◆ TO DO
Every single entry must be reproduced precisely.

(Dataset entries)
==========

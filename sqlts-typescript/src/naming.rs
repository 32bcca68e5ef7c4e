//! TypeScript-specific naming conventions.

use sqlts_codegen::NamingConvention;
use sqlts_core::{lower_first, sanitize_identifier, to_lower_camel_case, to_pascal_case};

fn escape_ts_reserved(name: &str) -> String {
    format!("_{}", name)
}

fn query_function(name: &str) -> String {
    sanitize_identifier(&lower_first(name))
}

fn query_type(name: &str) -> String {
    sanitize_identifier(&to_pascal_case(name))
}

fn column_field(name: &str) -> String {
    sanitize_identifier(&to_lower_camel_case(name))
}

fn source_file(name: &str) -> String {
    name.replacen('.', "_", 1)
}

/// TypeScript naming conventions.
pub const TS_NAMING: NamingConvention = NamingConvention {
    // Functions keep the query name with a lowercased first letter
    query_to_function: query_function,
    // Interfaces use PascalCase
    query_to_type: query_type,
    // Fields use camelCase
    column_to_field: column_field,
    // "query.sql" -> "query_sql"
    source_to_file: source_file,
    reserved_words: &[
        // JavaScript reserved words
        "break",
        "case",
        "catch",
        "class",
        "const",
        "continue",
        "debugger",
        "default",
        "delete",
        "do",
        "else",
        "enum",
        "export",
        "extends",
        "false",
        "finally",
        "for",
        "function",
        "if",
        "import",
        "in",
        "instanceof",
        "let",
        "new",
        "null",
        "return",
        "super",
        "switch",
        "this",
        "throw",
        "true",
        "try",
        "typeof",
        "var",
        "void",
        "while",
        "with",
        "yield",
        // TypeScript reserved words
        "any",
        "as",
        "async",
        "await",
        "boolean",
        "constructor",
        "declare",
        "get",
        "implements",
        "interface",
        "module",
        "namespace",
        "never",
        "number",
        "object",
        "package",
        "private",
        "protected",
        "public",
        "readonly",
        "require",
        "set",
        "static",
        "string",
        "symbol",
        "type",
        "undefined",
        "unknown",
    ],
    escape_reserved: escape_ts_reserved,
};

==========

◆ ANSWER TO THE PROBLEM
filename sqlts-typescript/src/naming.rs
repository 32bcca68e5ef7c4e
//! TypeScript-specific naming conventions.

use sqlts_codegen::NamingConvention;
use sqlts_core::{lower_first, sanitize_identifier, to_lower_camel_case, to_pascal_case};

fn escape_ts_reserved(name: &str) -> String {
    format!("_{}", name)
}

fn query_function(name: &str) -> String {
    sanitize_identifier(&lower_first(name))
}

fn query_type(name: &str) -> String {
    sanitize_identifier(&to_pascal_case(name))
}

fn column_field(name: &str) -> String {
    sanitize_identifier(&to_lower_camel_case(name))
}

fn source_file(name: &str) -> String {
    name.replacen('.', "_", 1)
}

/// TypeScript naming conventions.
pub const TS_NAMING: NamingConvention = NamingConvention {
    // Functions keep the query name with a lowercased first letter
    query_to_function: query_function,
    // Interfaces use PascalCase
    query_to_type: query_type,
    // Fields use camelCase
    column_to_field: column_field,
    // "query.sql" -> "query_sql"
    source_to_file: source_file,
    reserved_words: &[
        // JavaScript reserved words
        "break",
        "case",
        "catch",
        "class",
        "const",
        "continue",
        "debugger",
        "default",
        "delete",
        "do",
        "else",
        "enum",
        "export",
        "extends",
        "false",
        "finally",
        "for",
        "function",
        "if",
        "import",
        "in",
        "instanceof",
        "let",
        "new",
        "null",
        "return",
        "super",
        "switch",
        "this",
        "throw",
        "true",
        "try",
        "typeof",
        "var",
        "void",
        "while",
        "with",
        "yield",
        // TypeScript reserved words
        "any",
        "as",
        "async",
        "await",
        "boolean",
        "constructor",
        "declare",
        "get",
        "implements",
        "interface",
        "module",
        "namespace",
        "never",
        "number",
        "object",
        "package",
        "private",
        "protected",
        "public",
        "readonly",
        "require",
        "set",
        "static",
        "string",
        "symbol",
        "type",
        "undefined",
        "unknown",
    ],
    escape_reserved: escape_ts_reserved,
};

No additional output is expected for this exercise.